# SOURCE MATERIAL
╔══

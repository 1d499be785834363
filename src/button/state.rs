//! Button trigger payload decoding
//!
//! The button characteristic notifies at least 4 bytes; the first 4 are a
//! little-endian u32 state code and anything after that is reserved.

use serde::{Deserialize, Serialize};
use tokio::time::Instant;

/// Minimum payload length carrying a state code
pub const STATE_CODE_LEN: usize = 4;

/// Button states reported by the device
#[derive(Debug, Clone, Copy, PartialEq, Eq, Hash, Serialize, Deserialize)]
#[serde(rename_all = "snake_case")]
pub enum ButtonState {
    /// No press in progress
    Idle,
    /// Button held past the firmware's minimum hold duration
    LongPressStart,
    /// Button released after a long press
    LongPressRelease,
}

impl ButtonState {
    /// Wire code reported by the firmware
    pub fn code(self) -> u32 {
        match self {
            ButtonState::Idle => 0,
            ButtonState::LongPressStart => 3,
            ButtonState::LongPressRelease => 5,
        }
    }

    /// Map a wire code to a state, rejecting anything undeclared
    pub fn from_code(code: u32) -> Option<Self> {
        match code {
            0 => Some(ButtonState::Idle),
            3 => Some(ButtonState::LongPressStart),
            5 => Some(ButtonState::LongPressRelease),
            _ => None,
        }
    }
}

impl std::fmt::Display for ButtonState {
    fn fmt(&self, f: &mut std::fmt::Formatter<'_>) -> std::fmt::Result {
        match self {
            ButtonState::Idle => write!(f, "IDLE"),
            ButtonState::LongPressStart => write!(f, "LONG_PRESS_START"),
            ButtonState::LongPressRelease => write!(f, "LONG_PRESS_RELEASE"),
        }
    }
}

/// A recognized button notification
#[derive(Debug, Clone, Copy, PartialEq, Eq)]
pub struct ButtonEvent {
    state: ButtonState,
    observed_at: Instant,
}

impl ButtonEvent {
    pub fn new(state: ButtonState, observed_at: Instant) -> Self {
        Self { state, observed_at }
    }

    pub fn state(&self) -> ButtonState {
        self.state
    }

    pub fn observed_at(&self) -> Instant {
        self.observed_at
    }
}

/// Read the leading state code of a raw payload
///
/// Returns `None` when fewer than 4 bytes are present.
pub fn read_code(raw: &[u8]) -> Option<u32> {
    let head: [u8; STATE_CODE_LEN] = raw.get(..STATE_CODE_LEN)?.try_into().ok()?;
    Some(u32::from_le_bytes(head))
}

/// Decode a raw payload into a typed state
pub fn decode_state(raw: &[u8]) -> Option<ButtonState> {
    read_code(raw).and_then(ButtonState::from_code)
}

#[cfg(test)]
mod tests {
    use super::*;

    #[test]
    fn test_short_payloads_rejected() {
        assert_eq!(decode_state(&[]), None);
        assert_eq!(decode_state(&[3]), None);
        assert_eq!(decode_state(&[3, 0, 0]), None);
    }

    #[test]
    fn test_declared_codes_decode() {
        assert_eq!(decode_state(&[0, 0, 0, 0]), Some(ButtonState::Idle));
        assert_eq!(decode_state(&[3, 0, 0, 0]), Some(ButtonState::LongPressStart));
        assert_eq!(decode_state(&[5, 0, 0, 0]), Some(ButtonState::LongPressRelease));
    }

    #[test]
    fn test_trailing_bytes_ignored() {
        assert_eq!(
            decode_state(&[3, 0, 0, 0, 0xde, 0xad, 0xbe, 0xef]),
            Some(ButtonState::LongPressStart)
        );
    }

    #[test]
    fn test_undeclared_codes_rejected() {
        for code in [1u32, 2, 4, 6, 0x0300, 0x0003_0000, u32::MAX] {
            assert_eq!(decode_state(&code.to_le_bytes()), None, "code {code:#x}");
        }
    }

    #[test]
    fn test_code_is_little_endian() {
        // big-endian 3 must not be read as LongPressStart
        assert_eq!(read_code(&[0, 0, 0, 3]), Some(0x0300_0000));
        assert_eq!(decode_state(&[0, 0, 0, 3]), None);
    }

    #[test]
    fn test_code_round_trip() {
        for state in [
            ButtonState::Idle,
            ButtonState::LongPressStart,
            ButtonState::LongPressRelease,
        ] {
            assert_eq!(ButtonState::from_code(state.code()), Some(state));
        }
    }
}
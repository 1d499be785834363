//! Recording toggle state machine
//!
//! Turns decoded button notifications into Idle <-> Recording transitions.
//! Only `LongPressStart` toggles; release and idle notifications are
//! reported to the listener and otherwise ignored.

use std::time::Duration;

use serde::{Deserialize, Serialize};
use tokio::time::Instant;
use tracing::{debug, info};

use super::state::{decode_state, read_code, ButtonEvent, ButtonState};
use crate::feedback::{HapticPattern, PatternKind};

/// Recording state owned by the machine
#[derive(Debug, Clone, Copy, PartialEq, Eq, Default, Serialize, Deserialize)]
#[serde(rename_all = "snake_case")]
pub enum RecordingState {
    /// Not recording
    #[default]
    Idle,
    /// Audio is being forwarded downstream
    Recording,
}

impl std::fmt::Display for RecordingState {
    fn fmt(&self, f: &mut std::fmt::Formatter<'_>) -> std::fmt::Result {
        match self {
            RecordingState::Idle => write!(f, "Idle"),
            RecordingState::Recording => write!(f, "Recording"),
        }
    }
}

/// Hooks invoked synchronously while a notification is processed
///
/// On a toggle the machine mutates its state first, then calls
/// `on_haptic`, then exactly one of `on_recording_start` /
/// `on_recording_stop`.
pub trait ButtonListener {
    /// Every recognized notification, including `Idle`
    fn on_button_event(&mut self, _event: &ButtonEvent) {}

    /// Haptic cue selected for a transition
    fn on_haptic(&mut self, _pattern: HapticPattern) {}

    /// Idle -> Recording
    fn on_recording_start(&mut self, _toggle_count: u64) {}

    /// Recording -> Idle
    fn on_recording_stop(&mut self, _toggle_count: u64) {}
}

/// Optional duplicate suppression for `LongPressStart`
///
/// Disabled by default: the firmware enforces a one second hold and does
/// not repeat starts, so every recognized start toggles.
#[derive(Debug, Clone, Copy, Default, PartialEq, Eq)]
pub struct DebouncePolicy {
    /// Starts closer than this to the previous toggle are ignored
    pub min_toggle_interval: Option<Duration>,
}

impl DebouncePolicy {
    pub fn disabled() -> Self {
        Self::default()
    }

    pub fn with_min_interval(interval: Duration) -> Self {
        Self {
            min_toggle_interval: Some(interval),
        }
    }

    fn accepts(&self, last_toggle_at: Option<Instant>, now: Instant) -> bool {
        match (self.min_toggle_interval, last_toggle_at) {
            (Some(min), Some(last)) => now.saturating_duration_since(last) >= min,
            _ => true,
        }
    }
}

/// Button-driven recording toggle
#[derive(Debug)]
pub struct ButtonStateMachine {
    state: RecordingState,
    toggle_count: u64,
    debounce: DebouncePolicy,
    last_toggle_at: Option<Instant>,
}

impl Default for ButtonStateMachine {
    fn default() -> Self {
        Self::new(DebouncePolicy::disabled())
    }
}

impl ButtonStateMachine {
    /// Create a machine in the Idle state
    pub fn new(debounce: DebouncePolicy) -> Self {
        Self {
            state: RecordingState::Idle,
            toggle_count: 0,
            debounce,
            last_toggle_at: None,
        }
    }

    pub fn state(&self) -> RecordingState {
        self.state
    }

    /// Number of transitions since creation or the last reset
    pub fn toggle_count(&self) -> u64 {
        self.toggle_count
    }

    /// Process a raw notification observed now
    pub fn process<L: ButtonListener>(&mut self, raw: &[u8], listener: &mut L) -> Option<ButtonEvent> {
        self.process_at(raw, Instant::now(), listener)
    }

    /// Process a raw notification observed at `observed_at`
    ///
    /// Payloads shorter than 4 bytes or carrying an undeclared state code
    /// produce no event and leave the machine untouched.
    pub fn process_at<L: ButtonListener>(
        &mut self,
        raw: &[u8],
        observed_at: Instant,
        listener: &mut L,
    ) -> Option<ButtonEvent> {
        let Some(state) = decode_state(raw) else {
            debug!(len = raw.len(), code = ?read_code(raw), "ignoring malformed button payload");
            return None;
        };

        let event = ButtonEvent::new(state, observed_at);
        debug!(state = %state, recording = %self.state, "button event");
        listener.on_button_event(&event);

        match state {
            ButtonState::LongPressStart => {
                if self.debounce.accepts(self.last_toggle_at, observed_at) {
                    self.toggle_at(observed_at, listener);
                } else {
                    debug!("long press start suppressed by debounce window");
                }
            }
            ButtonState::LongPressRelease | ButtonState::Idle => {}
        }

        Some(event)
    }

    /// Flip the recording state and fire the transition hooks
    pub fn toggle<L: ButtonListener>(&mut self, listener: &mut L) -> RecordingState {
        self.toggle_at(Instant::now(), listener)
    }

    fn toggle_at<L: ButtonListener>(&mut self, now: Instant, listener: &mut L) -> RecordingState {
        let from = self.state;
        let (to, kind) = match from {
            RecordingState::Idle => (RecordingState::Recording, PatternKind::Start),
            RecordingState::Recording => (RecordingState::Idle, PatternKind::Stop),
        };

        self.state = to;
        self.toggle_count += 1;
        self.last_toggle_at = Some(now);

        info!(
            from = %from,
            to = %to,
            toggle_count = self.toggle_count,
            "recording toggled"
        );

        listener.on_haptic(HapticPattern::Sequence(kind));
        match to {
            RecordingState::Recording => listener.on_recording_start(self.toggle_count),
            RecordingState::Idle => listener.on_recording_stop(self.toggle_count),
        }

        to
    }

    /// Return to Idle and clear the counter
    pub fn reset(&mut self) {
        self.state = RecordingState::Idle;
        self.toggle_count = 0;
        self.last_toggle_at = None;
    }
}
//! Stream module for sharing the radio between audio and button
//!
//! Opens a detection window on each long press start by pausing the
//! audio subscription, with at most one window open at a time.

mod arbiter;

pub use arbiter::{
    ArbiterError, PauseOutcome, StreamArbiter, SubscriptionState, DEFAULT_DETECTION_WINDOW,
};
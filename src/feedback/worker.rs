//! Spoken feedback worker
//!
//! Speech synthesis blocks for as long as playback lasts, so it runs on a
//! dedicated thread fed by a FIFO queue. Notification handling only ever
//! enqueues.

use std::sync::mpsc::{self, RecvTimeoutError};
use std::thread::{self, JoinHandle};
use std::time::Duration;

use tracing::{debug, info, warn};

use super::speech::{SpeechCapability, SpeechEngine};

/// Spoken when recording starts
pub const RECORDING_STARTED_PHRASE: &str = "Recording started";

/// Spoken when recording stops
pub const RECORDING_STOPPED_PHRASE: &str = "Recording stopped";

enum WorkerCommand {
    Speak(String),
    Shutdown,
}

struct Running {
    tx: mpsc::Sender<WorkerCommand>,
    /// Never sent on; disconnects when the thread exits
    done_rx: mpsc::Receiver<()>,
    thread: JoinHandle<()>,
}

/// Serializes spoken feedback off the notification path
pub struct SpeechFeedbackWorker {
    running: Option<Running>,
    enabled: bool,
}

impl SpeechFeedbackWorker {
    /// Start the worker thread, or a no-op sink if speech is unavailable
    pub fn start(capability: SpeechCapability) -> Result<Self, FeedbackError> {
        let engine = match capability {
            SpeechCapability::Available(engine) => engine,
            SpeechCapability::Disabled { reason } => {
                info!(%reason, "spoken feedback unavailable");
                return Ok(Self::disabled());
            }
        };

        let (tx, rx) = mpsc::channel();
        let (done_tx, done_rx) = mpsc::channel::<()>();

        let thread = thread::Builder::new()
            .name("speech-feedback".to_string())
            .spawn(move || {
                let _done = done_tx;
                run_worker(engine, rx);
            })
            .map_err(|e| FeedbackError::ThreadSpawn(e.to_string()))?;

        Ok(Self {
            running: Some(Running { tx, done_rx, thread }),
            enabled: true,
        })
    }

    /// A worker that accepts messages and never speaks
    pub fn disabled() -> Self {
        Self {
            running: None,
            enabled: false,
        }
    }

    /// Whether enqueued text is actually spoken
    pub fn is_enabled(&self) -> bool {
        self.enabled
    }

    /// Queue text for speaking; never blocks
    pub fn enqueue(&self, text: impl Into<String>) {
        let Some(running) = &self.running else {
            return;
        };

        if running.tx.send(WorkerCommand::Speak(text.into())).is_err() {
            debug!("speech worker gone, message dropped");
        }
    }

    /// Drain queued messages and stop the thread, waiting at most `timeout`
    ///
    /// Safe to call more than once.
    pub fn shutdown(&mut self, timeout: Duration) -> Result<(), FeedbackError> {
        let Some(running) = self.running.take() else {
            return Ok(());
        };

        let _ = running.tx.send(WorkerCommand::Shutdown);

        match running.done_rx.recv_timeout(timeout) {
            Ok(()) | Err(RecvTimeoutError::Disconnected) => {}
            Err(RecvTimeoutError::Timeout) => {
                warn!(?timeout, "speech worker did not stop in time");
                return Err(FeedbackError::ShutdownTimeout(timeout));
            }
        }

        running.thread.join().map_err(|_| FeedbackError::WorkerPanicked)?;
        info!("speech worker stopped");
        Ok(())
    }
}

impl Drop for SpeechFeedbackWorker {
    fn drop(&mut self) {
        if let Some(running) = &self.running {
            let _ = running.tx.send(WorkerCommand::Shutdown);
        }
    }
}

fn run_worker(mut engine: Box<dyn SpeechEngine>, rx: mpsc::Receiver<WorkerCommand>) {
    info!(engine = engine.name(), "speech worker started");

    while let Ok(command) = rx.recv() {
        match command {
            WorkerCommand::Speak(text) => {
                debug!(%text, "speaking");
                if let Err(e) = engine.synthesize_and_play(&text) {
                    warn!(?e, "speech synthesis failed");
                }
            }
            WorkerCommand::Shutdown => break,
        }
    }
}

/// Errors surfaced by the feedback worker
#[derive(Debug, thiserror::Error)]
pub enum FeedbackError {
    #[error("failed to spawn speech worker thread: {0}")]
    ThreadSpawn(String),

    #[error("speech worker did not stop within {0:?}")]
    ShutdownTimeout(Duration),

    #[error("speech worker panicked")]
    WorkerPanicked,
}

#[cfg(test)]
mod tests {
    use super::*;
    use crate::feedback::SpeechError;
    use std::sync::{Arc, Mutex};

    #[derive(Default)]
    struct FakeEngine {
        spoken: Arc<Mutex<Vec<String>>>,
        delay: Duration,
        fail_on: Option<String>,
        panic_on: Option<String>,
    }

    impl SpeechEngine for FakeEngine {
        fn name(&self) -> &str {
            "fake"
        }

        fn synthesize_and_play(&mut self, text: &str) -> Result<(), SpeechError> {
            if self.panic_on.as_deref() == Some(text) {
                panic!("engine crashed");
            }
            thread::sleep(self.delay);
            if self.fail_on.as_deref() == Some(text) {
                return Err(SpeechError::Spawn {
                    program: "fake".to_string(),
                    source: std::io::Error::other("boom"),
                });
            }
            self.spoken.lock().unwrap().push(text.to_string());
            Ok(())
        }
    }

    fn start(engine: FakeEngine) -> SpeechFeedbackWorker {
        SpeechFeedbackWorker::start(SpeechCapability::Available(Box::new(engine))).unwrap()
    }

    #[test]
    fn test_messages_spoken_in_order_before_shutdown() {
        let spoken = Arc::new(Mutex::new(Vec::new()));
        let mut worker = start(FakeEngine {
            spoken: Arc::clone(&spoken),
            delay: Duration::from_millis(5),
            ..Default::default()
        });

        assert!(worker.is_enabled());
        worker.enqueue(RECORDING_STARTED_PHRASE);
        worker.enqueue(RECORDING_STOPPED_PHRASE);
        worker.enqueue("third");
        worker.shutdown(Duration::from_secs(5)).unwrap();

        assert_eq!(
            *spoken.lock().unwrap(),
            vec![RECORDING_STARTED_PHRASE, RECORDING_STOPPED_PHRASE, "third"]
        );
    }

    #[test]
    fn test_disabled_worker_is_noop() {
        let mut worker = SpeechFeedbackWorker::start(SpeechCapability::Disabled {
            reason: "test".to_string(),
        })
        .unwrap();

        assert!(!worker.is_enabled());
        worker.enqueue("ignored");
        worker.shutdown(Duration::from_millis(10)).unwrap();
    }

    #[test]
    fn test_engine_failure_does_not_stop_worker() {
        let spoken = Arc::new(Mutex::new(Vec::new()));
        let mut worker = start(FakeEngine {
            spoken: Arc::clone(&spoken),
            fail_on: Some("bad".to_string()),
            ..Default::default()
        });

        worker.enqueue("bad");
        worker.enqueue("good");
        worker.shutdown(Duration::from_secs(5)).unwrap();

        assert_eq!(*spoken.lock().unwrap(), vec!["good"]);
    }

    #[test]
    fn test_shutdown_timeout_is_reported() {
        let mut worker = start(FakeEngine {
            delay: Duration::from_millis(500),
            ..Default::default()
        });

        worker.enqueue("slow");
        let err = worker.shutdown(Duration::from_millis(20)).unwrap_err();
        assert!(matches!(err, FeedbackError::ShutdownTimeout(_)));
    }

    #[test]
    fn test_panicking_engine_is_reported() {
        let mut worker = start(FakeEngine {
            panic_on: Some("crash".to_string()),
            ..Default::default()
        });

        worker.enqueue("crash");
        let err = worker.shutdown(Duration::from_secs(5)).unwrap_err();
        assert!(matches!(err, FeedbackError::WorkerPanicked));
    }

    #[test]
    fn test_shutdown_is_idempotent_and_later_messages_dropped() {
        let spoken = Arc::new(Mutex::new(Vec::new()));
        let mut worker = start(FakeEngine {
            spoken: Arc::clone(&spoken),
            ..Default::default()
        });

        worker.shutdown(Duration::from_secs(5)).unwrap();
        worker.enqueue("late");
        worker.shutdown(Duration::from_secs(5)).unwrap();

        assert!(spoken.lock().unwrap().is_empty());
    }
}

╚══

# TASK PROMPT
Among the lines of the data, identify those with the word "info". Copy each of them.

# RESULT OF THIS EXERCISE
use tracing::{debug, info};
        info!(
use tracing::{debug, info, warn};
                info!(%reason, "spoken feedback unavailable");
        info!("speech worker stopped");
    info!(engine = engine.name(), "speech worker started");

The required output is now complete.